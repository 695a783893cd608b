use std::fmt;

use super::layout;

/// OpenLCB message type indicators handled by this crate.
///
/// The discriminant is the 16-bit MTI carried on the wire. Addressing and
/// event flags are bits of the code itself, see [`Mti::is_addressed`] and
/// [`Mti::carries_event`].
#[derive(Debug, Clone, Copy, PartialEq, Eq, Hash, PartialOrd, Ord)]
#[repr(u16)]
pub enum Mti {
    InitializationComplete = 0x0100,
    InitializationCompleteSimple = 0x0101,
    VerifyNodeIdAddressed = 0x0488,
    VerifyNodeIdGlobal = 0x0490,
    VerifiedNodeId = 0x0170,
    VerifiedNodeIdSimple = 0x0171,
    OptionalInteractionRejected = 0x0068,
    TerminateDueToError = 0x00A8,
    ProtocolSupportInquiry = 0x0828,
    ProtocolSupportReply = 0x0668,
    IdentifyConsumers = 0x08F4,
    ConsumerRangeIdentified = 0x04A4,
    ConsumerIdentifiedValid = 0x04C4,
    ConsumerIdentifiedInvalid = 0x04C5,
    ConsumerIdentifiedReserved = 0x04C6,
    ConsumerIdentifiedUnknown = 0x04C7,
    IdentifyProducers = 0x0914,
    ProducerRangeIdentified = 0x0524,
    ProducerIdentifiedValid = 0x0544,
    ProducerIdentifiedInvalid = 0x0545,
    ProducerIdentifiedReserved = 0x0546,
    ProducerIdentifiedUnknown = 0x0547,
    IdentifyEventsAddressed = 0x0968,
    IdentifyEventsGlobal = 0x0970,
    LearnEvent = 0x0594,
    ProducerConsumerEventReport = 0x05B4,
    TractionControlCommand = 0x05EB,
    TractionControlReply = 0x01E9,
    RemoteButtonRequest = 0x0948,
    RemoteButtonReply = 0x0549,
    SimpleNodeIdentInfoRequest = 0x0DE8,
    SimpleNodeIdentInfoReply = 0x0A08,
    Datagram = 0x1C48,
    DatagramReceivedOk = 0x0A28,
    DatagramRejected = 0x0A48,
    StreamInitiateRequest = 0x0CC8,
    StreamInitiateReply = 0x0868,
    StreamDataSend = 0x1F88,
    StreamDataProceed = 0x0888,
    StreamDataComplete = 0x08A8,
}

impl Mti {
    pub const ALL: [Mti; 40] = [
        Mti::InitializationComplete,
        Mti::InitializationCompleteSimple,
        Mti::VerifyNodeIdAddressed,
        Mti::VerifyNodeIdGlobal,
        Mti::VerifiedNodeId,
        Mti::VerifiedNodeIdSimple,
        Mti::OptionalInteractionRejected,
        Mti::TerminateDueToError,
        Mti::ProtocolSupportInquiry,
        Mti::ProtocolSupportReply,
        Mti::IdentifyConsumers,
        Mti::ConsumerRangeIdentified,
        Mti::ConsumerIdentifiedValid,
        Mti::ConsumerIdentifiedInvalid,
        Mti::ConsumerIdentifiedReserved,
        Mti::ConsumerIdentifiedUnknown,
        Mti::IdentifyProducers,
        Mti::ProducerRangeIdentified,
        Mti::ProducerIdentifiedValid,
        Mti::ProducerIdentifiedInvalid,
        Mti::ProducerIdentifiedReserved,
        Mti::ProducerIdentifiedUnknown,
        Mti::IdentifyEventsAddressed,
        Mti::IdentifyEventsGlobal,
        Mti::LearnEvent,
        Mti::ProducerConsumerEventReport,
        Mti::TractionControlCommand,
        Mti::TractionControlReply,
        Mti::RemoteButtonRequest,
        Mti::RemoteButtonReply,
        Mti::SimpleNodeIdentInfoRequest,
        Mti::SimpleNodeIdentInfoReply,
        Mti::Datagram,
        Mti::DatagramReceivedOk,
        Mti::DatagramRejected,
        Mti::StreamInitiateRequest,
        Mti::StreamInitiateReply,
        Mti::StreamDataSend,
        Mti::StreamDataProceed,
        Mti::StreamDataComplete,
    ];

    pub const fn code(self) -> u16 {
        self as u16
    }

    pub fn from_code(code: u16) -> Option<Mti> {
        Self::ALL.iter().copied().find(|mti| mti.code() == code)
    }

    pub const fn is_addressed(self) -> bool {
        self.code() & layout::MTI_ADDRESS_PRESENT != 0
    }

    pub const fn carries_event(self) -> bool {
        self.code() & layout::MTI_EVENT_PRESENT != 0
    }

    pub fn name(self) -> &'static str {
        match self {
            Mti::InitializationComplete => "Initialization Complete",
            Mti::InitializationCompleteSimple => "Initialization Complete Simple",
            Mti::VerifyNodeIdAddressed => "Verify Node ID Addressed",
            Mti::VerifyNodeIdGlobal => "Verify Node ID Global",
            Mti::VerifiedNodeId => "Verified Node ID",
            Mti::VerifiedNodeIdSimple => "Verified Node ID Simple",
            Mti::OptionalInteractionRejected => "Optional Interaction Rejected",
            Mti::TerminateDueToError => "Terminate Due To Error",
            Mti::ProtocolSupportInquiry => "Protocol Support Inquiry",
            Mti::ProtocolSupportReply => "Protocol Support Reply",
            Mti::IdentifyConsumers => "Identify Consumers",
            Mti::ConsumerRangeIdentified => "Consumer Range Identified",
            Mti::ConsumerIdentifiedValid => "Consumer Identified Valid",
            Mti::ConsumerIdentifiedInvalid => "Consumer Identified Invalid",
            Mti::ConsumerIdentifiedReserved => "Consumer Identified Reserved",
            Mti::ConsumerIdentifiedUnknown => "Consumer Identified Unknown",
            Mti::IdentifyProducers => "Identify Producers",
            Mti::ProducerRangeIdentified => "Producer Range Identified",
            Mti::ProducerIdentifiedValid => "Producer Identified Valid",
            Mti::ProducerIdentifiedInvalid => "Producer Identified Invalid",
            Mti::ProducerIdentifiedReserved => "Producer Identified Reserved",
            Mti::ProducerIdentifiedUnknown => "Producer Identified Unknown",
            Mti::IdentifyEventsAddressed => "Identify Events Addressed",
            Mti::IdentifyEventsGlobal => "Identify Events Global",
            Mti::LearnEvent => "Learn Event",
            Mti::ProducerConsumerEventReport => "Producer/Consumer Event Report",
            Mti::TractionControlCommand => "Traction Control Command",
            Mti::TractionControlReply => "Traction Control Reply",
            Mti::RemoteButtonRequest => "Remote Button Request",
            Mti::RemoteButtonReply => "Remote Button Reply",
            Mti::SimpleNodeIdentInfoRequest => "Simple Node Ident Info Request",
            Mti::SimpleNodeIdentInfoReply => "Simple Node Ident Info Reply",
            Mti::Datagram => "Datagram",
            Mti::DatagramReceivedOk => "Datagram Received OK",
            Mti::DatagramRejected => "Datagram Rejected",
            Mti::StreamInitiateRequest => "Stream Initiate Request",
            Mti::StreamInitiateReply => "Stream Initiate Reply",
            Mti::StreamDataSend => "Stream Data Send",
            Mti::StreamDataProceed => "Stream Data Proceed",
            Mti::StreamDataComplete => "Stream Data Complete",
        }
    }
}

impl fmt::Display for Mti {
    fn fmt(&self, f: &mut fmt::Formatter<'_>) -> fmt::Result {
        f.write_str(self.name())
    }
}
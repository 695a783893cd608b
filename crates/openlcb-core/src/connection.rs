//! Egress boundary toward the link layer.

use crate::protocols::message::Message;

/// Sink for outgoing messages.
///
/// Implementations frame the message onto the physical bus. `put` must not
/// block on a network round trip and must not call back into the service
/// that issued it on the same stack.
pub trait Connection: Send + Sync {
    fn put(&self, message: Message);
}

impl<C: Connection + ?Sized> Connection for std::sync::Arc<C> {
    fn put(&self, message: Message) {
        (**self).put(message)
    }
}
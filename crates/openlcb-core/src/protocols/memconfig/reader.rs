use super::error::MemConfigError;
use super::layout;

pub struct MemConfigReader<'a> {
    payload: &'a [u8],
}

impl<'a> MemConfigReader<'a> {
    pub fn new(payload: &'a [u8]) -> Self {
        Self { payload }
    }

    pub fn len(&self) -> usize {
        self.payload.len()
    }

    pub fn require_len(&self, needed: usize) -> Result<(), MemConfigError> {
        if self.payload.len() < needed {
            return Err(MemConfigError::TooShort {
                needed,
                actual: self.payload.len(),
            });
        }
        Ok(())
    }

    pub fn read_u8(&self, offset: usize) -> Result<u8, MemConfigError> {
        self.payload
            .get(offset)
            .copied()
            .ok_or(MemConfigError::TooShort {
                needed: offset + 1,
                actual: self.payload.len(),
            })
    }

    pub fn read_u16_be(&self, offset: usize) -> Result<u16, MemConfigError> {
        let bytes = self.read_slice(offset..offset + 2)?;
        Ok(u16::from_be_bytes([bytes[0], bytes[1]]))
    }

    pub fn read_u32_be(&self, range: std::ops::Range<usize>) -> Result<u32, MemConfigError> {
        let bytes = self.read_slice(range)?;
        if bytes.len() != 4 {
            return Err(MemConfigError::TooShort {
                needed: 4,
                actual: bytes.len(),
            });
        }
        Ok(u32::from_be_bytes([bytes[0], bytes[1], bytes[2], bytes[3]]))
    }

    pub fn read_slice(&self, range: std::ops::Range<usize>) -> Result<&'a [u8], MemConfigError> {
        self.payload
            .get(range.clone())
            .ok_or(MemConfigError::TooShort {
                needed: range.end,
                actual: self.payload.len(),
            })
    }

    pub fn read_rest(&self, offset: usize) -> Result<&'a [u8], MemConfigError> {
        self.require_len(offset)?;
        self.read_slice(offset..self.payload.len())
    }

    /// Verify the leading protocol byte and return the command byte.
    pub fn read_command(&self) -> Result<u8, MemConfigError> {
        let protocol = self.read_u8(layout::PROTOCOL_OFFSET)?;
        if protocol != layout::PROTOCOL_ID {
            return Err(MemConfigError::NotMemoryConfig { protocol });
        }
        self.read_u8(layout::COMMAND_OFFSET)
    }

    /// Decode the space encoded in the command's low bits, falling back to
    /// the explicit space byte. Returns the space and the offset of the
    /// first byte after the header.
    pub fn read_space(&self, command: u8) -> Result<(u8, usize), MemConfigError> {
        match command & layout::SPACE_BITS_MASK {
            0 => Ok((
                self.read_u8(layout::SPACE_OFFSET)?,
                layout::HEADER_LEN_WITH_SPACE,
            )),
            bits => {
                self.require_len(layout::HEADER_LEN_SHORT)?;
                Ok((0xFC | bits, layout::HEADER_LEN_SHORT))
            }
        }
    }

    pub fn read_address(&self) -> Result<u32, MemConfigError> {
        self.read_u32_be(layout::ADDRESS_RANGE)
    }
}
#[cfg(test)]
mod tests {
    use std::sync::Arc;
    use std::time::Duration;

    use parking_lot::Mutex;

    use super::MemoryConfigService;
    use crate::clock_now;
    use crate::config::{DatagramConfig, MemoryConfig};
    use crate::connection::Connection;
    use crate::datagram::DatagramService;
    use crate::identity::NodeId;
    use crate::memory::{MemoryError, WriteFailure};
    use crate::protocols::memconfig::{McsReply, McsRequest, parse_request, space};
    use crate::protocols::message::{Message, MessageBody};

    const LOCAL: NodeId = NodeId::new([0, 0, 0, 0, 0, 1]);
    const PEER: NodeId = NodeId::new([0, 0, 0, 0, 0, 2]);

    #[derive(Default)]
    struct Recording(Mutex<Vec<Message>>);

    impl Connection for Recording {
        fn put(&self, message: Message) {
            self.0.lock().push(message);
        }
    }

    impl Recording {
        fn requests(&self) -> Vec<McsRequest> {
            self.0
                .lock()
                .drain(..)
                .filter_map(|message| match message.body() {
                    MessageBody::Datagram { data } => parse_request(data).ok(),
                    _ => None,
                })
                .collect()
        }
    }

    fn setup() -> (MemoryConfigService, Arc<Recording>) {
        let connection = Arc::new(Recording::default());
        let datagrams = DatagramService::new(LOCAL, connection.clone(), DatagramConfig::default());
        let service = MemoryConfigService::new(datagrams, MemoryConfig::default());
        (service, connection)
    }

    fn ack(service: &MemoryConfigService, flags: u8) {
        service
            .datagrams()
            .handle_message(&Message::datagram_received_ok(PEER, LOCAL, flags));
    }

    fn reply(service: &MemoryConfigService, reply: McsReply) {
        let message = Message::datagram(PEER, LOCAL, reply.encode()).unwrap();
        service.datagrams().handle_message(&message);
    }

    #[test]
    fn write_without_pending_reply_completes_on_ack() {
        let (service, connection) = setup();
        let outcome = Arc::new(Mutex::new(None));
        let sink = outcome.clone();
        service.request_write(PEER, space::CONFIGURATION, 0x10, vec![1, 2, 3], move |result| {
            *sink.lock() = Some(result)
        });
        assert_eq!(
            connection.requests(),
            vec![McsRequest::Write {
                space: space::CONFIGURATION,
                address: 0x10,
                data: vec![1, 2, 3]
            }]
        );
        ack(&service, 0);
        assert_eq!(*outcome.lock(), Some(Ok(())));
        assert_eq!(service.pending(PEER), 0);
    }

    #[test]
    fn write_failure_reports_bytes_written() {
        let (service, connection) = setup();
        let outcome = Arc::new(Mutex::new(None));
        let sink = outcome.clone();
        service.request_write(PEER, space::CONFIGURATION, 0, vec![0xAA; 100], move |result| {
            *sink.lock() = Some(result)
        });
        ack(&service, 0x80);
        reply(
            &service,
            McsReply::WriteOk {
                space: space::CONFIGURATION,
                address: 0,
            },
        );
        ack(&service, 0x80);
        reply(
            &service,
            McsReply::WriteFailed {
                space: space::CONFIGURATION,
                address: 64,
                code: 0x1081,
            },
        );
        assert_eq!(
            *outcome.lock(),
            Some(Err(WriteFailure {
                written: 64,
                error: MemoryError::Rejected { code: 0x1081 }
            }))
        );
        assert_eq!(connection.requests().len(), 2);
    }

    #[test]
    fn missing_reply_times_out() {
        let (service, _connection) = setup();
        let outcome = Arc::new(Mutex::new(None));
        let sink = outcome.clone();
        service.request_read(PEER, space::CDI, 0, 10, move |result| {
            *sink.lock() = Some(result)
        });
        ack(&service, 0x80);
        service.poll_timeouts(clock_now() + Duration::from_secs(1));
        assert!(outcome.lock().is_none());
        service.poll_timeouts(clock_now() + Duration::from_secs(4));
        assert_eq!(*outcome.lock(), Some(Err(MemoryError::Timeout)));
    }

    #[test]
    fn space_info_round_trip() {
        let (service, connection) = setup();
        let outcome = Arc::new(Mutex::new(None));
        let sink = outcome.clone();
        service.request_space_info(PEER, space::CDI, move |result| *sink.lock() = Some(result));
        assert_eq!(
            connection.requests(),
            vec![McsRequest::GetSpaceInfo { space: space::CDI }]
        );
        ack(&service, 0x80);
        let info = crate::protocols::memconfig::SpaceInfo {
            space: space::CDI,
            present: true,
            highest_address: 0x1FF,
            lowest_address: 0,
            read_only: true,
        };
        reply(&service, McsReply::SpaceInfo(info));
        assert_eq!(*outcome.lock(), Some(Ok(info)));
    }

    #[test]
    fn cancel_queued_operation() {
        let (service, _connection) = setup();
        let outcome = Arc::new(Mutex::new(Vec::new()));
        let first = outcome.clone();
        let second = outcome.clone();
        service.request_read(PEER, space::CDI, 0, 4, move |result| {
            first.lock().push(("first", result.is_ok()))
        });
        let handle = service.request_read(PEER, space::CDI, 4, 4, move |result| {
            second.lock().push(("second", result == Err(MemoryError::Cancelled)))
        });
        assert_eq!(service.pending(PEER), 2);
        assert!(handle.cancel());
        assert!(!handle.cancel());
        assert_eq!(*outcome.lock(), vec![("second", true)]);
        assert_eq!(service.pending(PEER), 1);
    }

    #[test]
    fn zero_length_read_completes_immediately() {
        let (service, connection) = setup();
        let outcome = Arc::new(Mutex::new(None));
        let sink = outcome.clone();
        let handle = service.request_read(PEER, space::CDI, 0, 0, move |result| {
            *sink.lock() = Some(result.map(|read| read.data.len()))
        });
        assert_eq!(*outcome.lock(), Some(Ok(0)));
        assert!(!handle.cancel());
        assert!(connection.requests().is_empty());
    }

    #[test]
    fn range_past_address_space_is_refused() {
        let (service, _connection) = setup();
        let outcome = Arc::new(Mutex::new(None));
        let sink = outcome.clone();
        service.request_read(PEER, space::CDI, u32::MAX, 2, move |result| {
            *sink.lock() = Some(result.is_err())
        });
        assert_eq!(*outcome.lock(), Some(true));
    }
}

##############################

Print again the material above, limited to the lines from the one holding "service.request_read(PEER, space::CDI, u32::MAX, 2, move" through the last, inclusive.

        service.request_read(PEER, space::CDI, u32::MAX, 2, move |result| {
            *sink.lock() = Some(result.is_err())
        });
        assert_eq!(*outcome.lock(), Some(true));
    }
}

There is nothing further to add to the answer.